What you need to do
The listing below holds a line with "pub mod api;" and a line with "require_sync::<Queries>();". Reproduce those two lines exactly, plus everything between them.

Provided records
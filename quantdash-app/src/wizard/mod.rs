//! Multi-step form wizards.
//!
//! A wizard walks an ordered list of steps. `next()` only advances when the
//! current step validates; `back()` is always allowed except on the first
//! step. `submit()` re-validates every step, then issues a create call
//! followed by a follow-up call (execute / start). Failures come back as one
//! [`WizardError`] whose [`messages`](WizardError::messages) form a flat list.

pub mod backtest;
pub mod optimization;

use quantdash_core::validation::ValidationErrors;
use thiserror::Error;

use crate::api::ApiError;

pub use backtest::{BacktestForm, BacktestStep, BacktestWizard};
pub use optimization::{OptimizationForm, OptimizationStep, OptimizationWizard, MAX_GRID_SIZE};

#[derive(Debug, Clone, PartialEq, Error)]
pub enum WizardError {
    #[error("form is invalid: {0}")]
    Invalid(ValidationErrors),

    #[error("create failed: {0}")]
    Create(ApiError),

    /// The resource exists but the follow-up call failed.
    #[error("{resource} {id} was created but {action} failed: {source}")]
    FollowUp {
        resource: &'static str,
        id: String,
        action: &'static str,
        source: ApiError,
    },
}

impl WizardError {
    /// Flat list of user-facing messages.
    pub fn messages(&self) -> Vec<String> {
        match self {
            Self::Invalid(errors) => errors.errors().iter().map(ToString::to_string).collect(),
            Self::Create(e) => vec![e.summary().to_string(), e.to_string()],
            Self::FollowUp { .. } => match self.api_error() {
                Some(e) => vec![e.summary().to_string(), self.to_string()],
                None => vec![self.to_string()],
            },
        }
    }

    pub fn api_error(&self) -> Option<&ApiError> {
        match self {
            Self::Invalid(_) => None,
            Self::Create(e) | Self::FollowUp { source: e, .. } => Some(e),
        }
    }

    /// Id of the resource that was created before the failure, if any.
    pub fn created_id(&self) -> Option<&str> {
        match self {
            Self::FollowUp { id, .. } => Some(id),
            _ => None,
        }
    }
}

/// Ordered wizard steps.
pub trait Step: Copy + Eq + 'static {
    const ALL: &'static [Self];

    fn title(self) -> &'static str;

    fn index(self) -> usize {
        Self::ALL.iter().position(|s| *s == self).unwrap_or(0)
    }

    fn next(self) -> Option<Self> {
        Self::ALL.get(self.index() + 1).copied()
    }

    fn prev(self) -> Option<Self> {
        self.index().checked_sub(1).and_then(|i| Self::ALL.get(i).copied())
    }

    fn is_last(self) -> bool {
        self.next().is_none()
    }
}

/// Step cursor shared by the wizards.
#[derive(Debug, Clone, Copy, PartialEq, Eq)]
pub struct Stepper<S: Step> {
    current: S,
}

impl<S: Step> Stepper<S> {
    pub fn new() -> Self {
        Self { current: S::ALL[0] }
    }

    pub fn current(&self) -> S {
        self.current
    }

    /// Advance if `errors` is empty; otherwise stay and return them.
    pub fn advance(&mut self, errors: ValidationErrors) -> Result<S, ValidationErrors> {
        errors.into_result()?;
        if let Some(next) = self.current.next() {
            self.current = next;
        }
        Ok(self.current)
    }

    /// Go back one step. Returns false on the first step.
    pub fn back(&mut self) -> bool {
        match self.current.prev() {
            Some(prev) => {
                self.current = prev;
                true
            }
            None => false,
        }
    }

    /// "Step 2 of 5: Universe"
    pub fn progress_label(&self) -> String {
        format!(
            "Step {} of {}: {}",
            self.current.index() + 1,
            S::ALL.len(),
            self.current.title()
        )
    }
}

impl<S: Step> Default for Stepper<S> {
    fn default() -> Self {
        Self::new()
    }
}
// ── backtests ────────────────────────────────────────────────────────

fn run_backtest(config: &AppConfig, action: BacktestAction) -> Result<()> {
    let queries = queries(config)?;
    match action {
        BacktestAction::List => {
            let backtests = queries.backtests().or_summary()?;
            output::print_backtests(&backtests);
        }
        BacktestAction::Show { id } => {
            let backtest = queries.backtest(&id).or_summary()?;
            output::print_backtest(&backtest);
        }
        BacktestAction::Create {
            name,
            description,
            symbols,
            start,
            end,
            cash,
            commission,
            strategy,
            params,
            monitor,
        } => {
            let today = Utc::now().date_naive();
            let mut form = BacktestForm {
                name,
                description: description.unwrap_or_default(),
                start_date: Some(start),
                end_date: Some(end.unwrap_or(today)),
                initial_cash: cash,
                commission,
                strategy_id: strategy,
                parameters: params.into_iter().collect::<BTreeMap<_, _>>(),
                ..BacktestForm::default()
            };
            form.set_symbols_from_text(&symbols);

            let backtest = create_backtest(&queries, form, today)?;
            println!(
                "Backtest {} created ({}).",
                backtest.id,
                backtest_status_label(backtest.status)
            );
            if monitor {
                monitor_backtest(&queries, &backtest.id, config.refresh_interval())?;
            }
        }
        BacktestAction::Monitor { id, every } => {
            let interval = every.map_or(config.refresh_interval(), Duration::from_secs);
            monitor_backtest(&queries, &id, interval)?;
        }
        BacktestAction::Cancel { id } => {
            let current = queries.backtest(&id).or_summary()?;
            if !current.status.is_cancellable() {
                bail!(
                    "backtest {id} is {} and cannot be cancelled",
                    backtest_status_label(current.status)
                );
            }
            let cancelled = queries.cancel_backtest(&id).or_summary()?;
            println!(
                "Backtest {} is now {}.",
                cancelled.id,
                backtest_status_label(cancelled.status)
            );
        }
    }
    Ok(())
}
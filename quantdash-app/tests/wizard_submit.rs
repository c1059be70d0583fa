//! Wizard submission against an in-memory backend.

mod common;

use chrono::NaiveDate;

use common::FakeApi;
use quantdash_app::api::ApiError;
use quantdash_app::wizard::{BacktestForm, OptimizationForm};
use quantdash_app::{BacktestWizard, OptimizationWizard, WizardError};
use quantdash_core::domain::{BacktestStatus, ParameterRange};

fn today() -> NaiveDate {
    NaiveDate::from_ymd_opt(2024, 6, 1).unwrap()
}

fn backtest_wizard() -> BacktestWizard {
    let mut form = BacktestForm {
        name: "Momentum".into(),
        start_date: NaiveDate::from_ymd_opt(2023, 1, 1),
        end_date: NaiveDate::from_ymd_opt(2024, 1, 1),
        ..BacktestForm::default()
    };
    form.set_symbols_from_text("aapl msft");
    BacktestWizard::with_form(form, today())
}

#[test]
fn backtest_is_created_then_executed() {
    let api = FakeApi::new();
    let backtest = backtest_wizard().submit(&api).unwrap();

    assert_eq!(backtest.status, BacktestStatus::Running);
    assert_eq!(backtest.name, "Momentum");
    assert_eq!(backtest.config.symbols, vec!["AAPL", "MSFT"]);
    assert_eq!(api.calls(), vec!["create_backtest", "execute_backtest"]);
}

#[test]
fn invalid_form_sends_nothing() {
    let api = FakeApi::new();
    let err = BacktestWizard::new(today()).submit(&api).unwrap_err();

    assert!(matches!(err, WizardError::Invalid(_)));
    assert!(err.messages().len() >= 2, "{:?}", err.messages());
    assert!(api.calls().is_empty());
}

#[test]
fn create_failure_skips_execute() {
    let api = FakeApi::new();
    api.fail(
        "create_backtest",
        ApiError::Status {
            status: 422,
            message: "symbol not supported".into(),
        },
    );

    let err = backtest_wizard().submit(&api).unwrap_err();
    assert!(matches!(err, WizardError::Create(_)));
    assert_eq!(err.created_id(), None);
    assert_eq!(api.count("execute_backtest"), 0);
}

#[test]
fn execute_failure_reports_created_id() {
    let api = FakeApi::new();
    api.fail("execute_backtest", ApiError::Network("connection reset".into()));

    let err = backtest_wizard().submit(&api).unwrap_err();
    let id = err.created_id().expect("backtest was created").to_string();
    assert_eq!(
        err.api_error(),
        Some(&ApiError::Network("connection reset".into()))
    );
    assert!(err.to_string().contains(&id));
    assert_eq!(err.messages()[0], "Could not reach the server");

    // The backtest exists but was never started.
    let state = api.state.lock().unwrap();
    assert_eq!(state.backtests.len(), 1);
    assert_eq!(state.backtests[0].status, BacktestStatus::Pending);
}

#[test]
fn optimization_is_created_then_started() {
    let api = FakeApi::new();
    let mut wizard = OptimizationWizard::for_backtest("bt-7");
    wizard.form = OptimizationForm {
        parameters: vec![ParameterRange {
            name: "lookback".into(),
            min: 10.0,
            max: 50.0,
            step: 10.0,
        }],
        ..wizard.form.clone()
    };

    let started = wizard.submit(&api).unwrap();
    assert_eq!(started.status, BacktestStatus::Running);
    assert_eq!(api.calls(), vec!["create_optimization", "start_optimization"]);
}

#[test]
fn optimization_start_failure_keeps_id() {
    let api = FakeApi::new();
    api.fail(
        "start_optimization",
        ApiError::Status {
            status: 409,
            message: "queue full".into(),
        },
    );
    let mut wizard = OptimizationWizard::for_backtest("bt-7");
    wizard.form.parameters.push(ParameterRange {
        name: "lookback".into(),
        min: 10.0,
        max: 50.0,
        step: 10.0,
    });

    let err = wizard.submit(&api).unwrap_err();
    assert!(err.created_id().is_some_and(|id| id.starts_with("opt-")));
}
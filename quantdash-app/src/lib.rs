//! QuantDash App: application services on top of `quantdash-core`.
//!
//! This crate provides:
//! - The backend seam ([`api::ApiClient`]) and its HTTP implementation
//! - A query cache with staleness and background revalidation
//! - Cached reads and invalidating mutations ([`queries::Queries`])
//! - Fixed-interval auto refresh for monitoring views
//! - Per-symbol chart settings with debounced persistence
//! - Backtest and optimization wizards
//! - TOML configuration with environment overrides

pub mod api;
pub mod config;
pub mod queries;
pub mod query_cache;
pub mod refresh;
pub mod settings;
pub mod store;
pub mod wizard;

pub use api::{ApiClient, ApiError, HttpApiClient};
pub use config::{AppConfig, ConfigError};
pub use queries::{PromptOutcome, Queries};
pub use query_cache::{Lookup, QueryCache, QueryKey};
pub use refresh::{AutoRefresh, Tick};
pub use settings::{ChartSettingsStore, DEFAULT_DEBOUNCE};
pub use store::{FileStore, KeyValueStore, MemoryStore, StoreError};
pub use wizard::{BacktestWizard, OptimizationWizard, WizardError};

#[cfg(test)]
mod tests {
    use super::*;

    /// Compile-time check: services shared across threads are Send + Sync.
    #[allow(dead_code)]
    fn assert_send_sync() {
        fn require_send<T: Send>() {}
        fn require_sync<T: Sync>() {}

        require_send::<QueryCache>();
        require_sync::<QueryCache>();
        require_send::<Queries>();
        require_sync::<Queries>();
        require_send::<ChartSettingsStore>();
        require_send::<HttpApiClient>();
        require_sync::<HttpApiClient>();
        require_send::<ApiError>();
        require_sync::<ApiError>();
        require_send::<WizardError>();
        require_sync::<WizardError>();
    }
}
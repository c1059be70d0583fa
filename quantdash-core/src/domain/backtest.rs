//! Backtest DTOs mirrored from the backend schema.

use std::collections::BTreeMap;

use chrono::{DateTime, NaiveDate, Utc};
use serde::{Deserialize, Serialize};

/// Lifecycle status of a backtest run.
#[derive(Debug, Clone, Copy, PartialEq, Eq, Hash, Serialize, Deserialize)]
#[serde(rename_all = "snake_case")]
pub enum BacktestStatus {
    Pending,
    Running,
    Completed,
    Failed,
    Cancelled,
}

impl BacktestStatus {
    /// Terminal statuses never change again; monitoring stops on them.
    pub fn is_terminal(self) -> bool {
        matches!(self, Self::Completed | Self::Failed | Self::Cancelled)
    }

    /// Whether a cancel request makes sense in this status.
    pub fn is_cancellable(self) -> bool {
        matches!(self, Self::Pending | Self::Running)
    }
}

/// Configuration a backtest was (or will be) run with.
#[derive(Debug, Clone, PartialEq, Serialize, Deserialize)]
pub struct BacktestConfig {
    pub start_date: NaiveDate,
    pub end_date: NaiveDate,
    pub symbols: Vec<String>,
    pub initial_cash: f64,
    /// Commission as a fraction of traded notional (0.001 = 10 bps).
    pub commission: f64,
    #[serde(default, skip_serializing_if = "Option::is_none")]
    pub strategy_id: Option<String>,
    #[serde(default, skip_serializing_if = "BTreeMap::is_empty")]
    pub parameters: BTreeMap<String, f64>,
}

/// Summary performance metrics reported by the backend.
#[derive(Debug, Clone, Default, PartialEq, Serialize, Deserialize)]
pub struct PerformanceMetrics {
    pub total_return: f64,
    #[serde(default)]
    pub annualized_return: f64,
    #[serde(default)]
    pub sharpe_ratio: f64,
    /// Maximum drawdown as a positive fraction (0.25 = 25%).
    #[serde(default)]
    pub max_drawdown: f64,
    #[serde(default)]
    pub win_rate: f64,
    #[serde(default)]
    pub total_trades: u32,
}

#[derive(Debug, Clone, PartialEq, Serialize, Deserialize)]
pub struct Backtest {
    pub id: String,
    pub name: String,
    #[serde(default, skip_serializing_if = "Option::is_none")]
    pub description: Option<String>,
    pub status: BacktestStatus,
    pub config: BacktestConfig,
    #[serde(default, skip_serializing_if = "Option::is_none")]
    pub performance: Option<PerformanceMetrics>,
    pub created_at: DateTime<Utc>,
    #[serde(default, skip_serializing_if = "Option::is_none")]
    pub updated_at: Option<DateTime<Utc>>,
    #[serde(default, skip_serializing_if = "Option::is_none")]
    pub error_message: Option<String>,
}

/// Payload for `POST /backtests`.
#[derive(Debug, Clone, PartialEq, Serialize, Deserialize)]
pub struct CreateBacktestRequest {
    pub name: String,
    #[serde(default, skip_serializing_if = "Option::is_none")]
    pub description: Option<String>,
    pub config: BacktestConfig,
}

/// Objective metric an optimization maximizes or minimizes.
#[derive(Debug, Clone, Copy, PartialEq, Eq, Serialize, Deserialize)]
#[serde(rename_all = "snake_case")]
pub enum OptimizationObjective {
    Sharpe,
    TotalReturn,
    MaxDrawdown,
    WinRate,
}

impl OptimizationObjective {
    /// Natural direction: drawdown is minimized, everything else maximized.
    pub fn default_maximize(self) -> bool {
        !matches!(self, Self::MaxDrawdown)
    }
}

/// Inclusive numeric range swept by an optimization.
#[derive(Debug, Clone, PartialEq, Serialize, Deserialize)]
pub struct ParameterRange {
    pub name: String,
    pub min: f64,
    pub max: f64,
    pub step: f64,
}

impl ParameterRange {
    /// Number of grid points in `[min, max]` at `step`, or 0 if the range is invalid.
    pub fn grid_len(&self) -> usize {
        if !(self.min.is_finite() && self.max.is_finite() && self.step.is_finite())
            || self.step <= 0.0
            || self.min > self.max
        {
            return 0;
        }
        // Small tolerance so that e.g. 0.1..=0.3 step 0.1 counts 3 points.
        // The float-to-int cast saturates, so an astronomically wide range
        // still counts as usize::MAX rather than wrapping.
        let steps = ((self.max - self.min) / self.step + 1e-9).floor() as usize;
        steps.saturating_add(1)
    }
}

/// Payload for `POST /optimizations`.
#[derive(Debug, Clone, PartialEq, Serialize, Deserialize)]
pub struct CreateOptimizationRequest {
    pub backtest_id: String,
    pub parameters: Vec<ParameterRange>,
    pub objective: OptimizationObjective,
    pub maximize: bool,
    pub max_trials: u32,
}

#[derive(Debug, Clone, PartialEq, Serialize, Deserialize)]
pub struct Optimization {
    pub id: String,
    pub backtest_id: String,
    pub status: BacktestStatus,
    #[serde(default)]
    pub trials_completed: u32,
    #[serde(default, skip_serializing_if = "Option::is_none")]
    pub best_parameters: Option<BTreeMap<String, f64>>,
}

Answer to the exercise
pub mod api;
pub mod config;
pub mod queries;
pub mod query_cache;
pub mod refresh;
pub mod settings;
pub mod store;
pub mod wizard;

pub use api::{ApiClient, ApiError, HttpApiClient};
pub use config::{AppConfig, ConfigError};
pub use queries::{PromptOutcome, Queries};
pub use query_cache::{Lookup, QueryCache, QueryKey};
pub use refresh::{AutoRefresh, Tick};
pub use settings::{ChartSettingsStore, DEFAULT_DEBOUNCE};
pub use store::{FileStore, KeyValueStore, MemoryStore, StoreError};
pub use wizard::{BacktestWizard, OptimizationWizard, WizardError};

#[cfg(test)]
mod tests {
    use super::*;

    /// Compile-time check: services shared across threads are Send + Sync.
    #[allow(dead_code)]
    fn assert_send_sync() {
        fn require_send<T: Send>() {}
        fn require_sync<T: Sync>() {}

        require_send::<QueryCache>();
        require_sync::<QueryCache>();
        require_send::<Queries>();
        require_sync::<Queries>();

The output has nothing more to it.